use anyhow::Context;
use serde::{Deserialize, Serialize};
use std::path::PathBuf;
use tracing::debug;

const DEFAULT_CONFIG_FILES: &[&str] = &[
    "chime-messaging.toml",
    "config/chime-messaging.toml",
    "crates/config/chime-messaging.toml",
    "../chime-messaging.toml",
    "../config/chime-messaging.toml",
];

/// Environment variable naming an explicit configuration file
pub const CONFIG_PATH_VAR: &str = "CHIME_MESSAGING_CONFIG";

/// Prefix of environment overrides, e.g. `CHIME_MESSAGING__VALIDATION__ENFORCE`
pub const ENV_PREFIX: &str = "CHIME_MESSAGING";

#[derive(Debug, Clone, Default, PartialEq, Eq, Serialize, Deserialize)]
pub struct AppConfig {
    #[serde(default)]
    pub validation: ValidationConfig,
    #[serde(default)]
    pub logging: LoggingConfig,
}

/// Client-side validation of requests.
///
/// ```
/// use chime_messaging_config::ValidationConfig;
///
/// assert!(ValidationConfig::default().enforce);
/// ```
#[derive(Debug, Clone, PartialEq, Eq, Serialize, Deserialize)]
pub struct ValidationConfig {
    /// Validate requests before they are serialized
    #[serde(default = "ValidationConfig::default_enforce")]
    pub enforce: bool,
}

impl ValidationConfig {
    const fn default_enforce() -> bool {
        true
    }
}

impl Default for ValidationConfig {
    fn default() -> Self {
        Self {
            enforce: Self::default_enforce(),
        }
    }
}

#[derive(Debug, Clone, PartialEq, Eq, Serialize, Deserialize)]
pub struct LoggingConfig {
    /// `tracing_subscriber::EnvFilter` directive used when `RUST_LOG` is unset
    #[serde(default = "LoggingConfig::default_filter")]
    pub filter: String,
}

impl LoggingConfig {
    fn default_filter() -> String {
        "info".to_string()
    }
}

impl Default for LoggingConfig {
    fn default() -> Self {
        Self {
            filter: Self::default_filter(),
        }
    }
}

/// Load the configuration by combining defaults, files, and environment overrides.
///
/// ```
/// use chime_messaging_config::load;
///
/// std::env::remove_var("CHIME_MESSAGING_CONFIG");
///
/// let config = load().expect("configuration should load with defaults");
/// assert!(!config.logging.filter.is_empty());
/// ```
pub fn load() -> anyhow::Result<AppConfig> {
    let defaults = AppConfig::default();

    let mut builder = config::Config::builder()
        .set_default("validation.enforce", defaults.validation.enforce)
        .context("invalid default for validation.enforce")?
        .set_default("logging.filter", defaults.logging.filter.clone())
        .context("invalid default for logging.filter")?;

    let environment_overrides = config::Environment::with_prefix(ENV_PREFIX).separator("__");

    let mut config_file_attached = false;

    if let Ok(path) = std::env::var(CONFIG_PATH_VAR) {
        builder = builder.add_source(config::File::from(PathBuf::from(&path)));
        config_file_attached = true;
        debug!(path, "loading configuration via {}", CONFIG_PATH_VAR);
    } else if let Ok(cwd) = std::env::current_dir() {
        let fallback = DEFAULT_CONFIG_FILES
            .iter()
            .map(|candidate| cwd.join(candidate))
            .find(|path| path.exists());

        if let Some(path) = fallback {
            debug!(path = %path.display(), "loading configuration file");
            builder = builder.add_source(config::File::from(path));
            config_file_attached = true;
        }
    }

    if !config_file_attached {
        debug!("no configuration file found, relying on defaults and environment overrides");
    }

    builder = builder.add_source(environment_overrides.try_parsing(true));

    let cfg = builder.build().context("unable to build configuration")?;

    let config = cfg
        .try_deserialize::<AppConfig>()
        .context("invalid configuration")?;

    debug!(?config, "loaded messaging configuration");
    Ok(config)
}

* Aim of the exercise:
Please say how many lines in the records contain the word "serde", and give only that number.

* Your solution:
5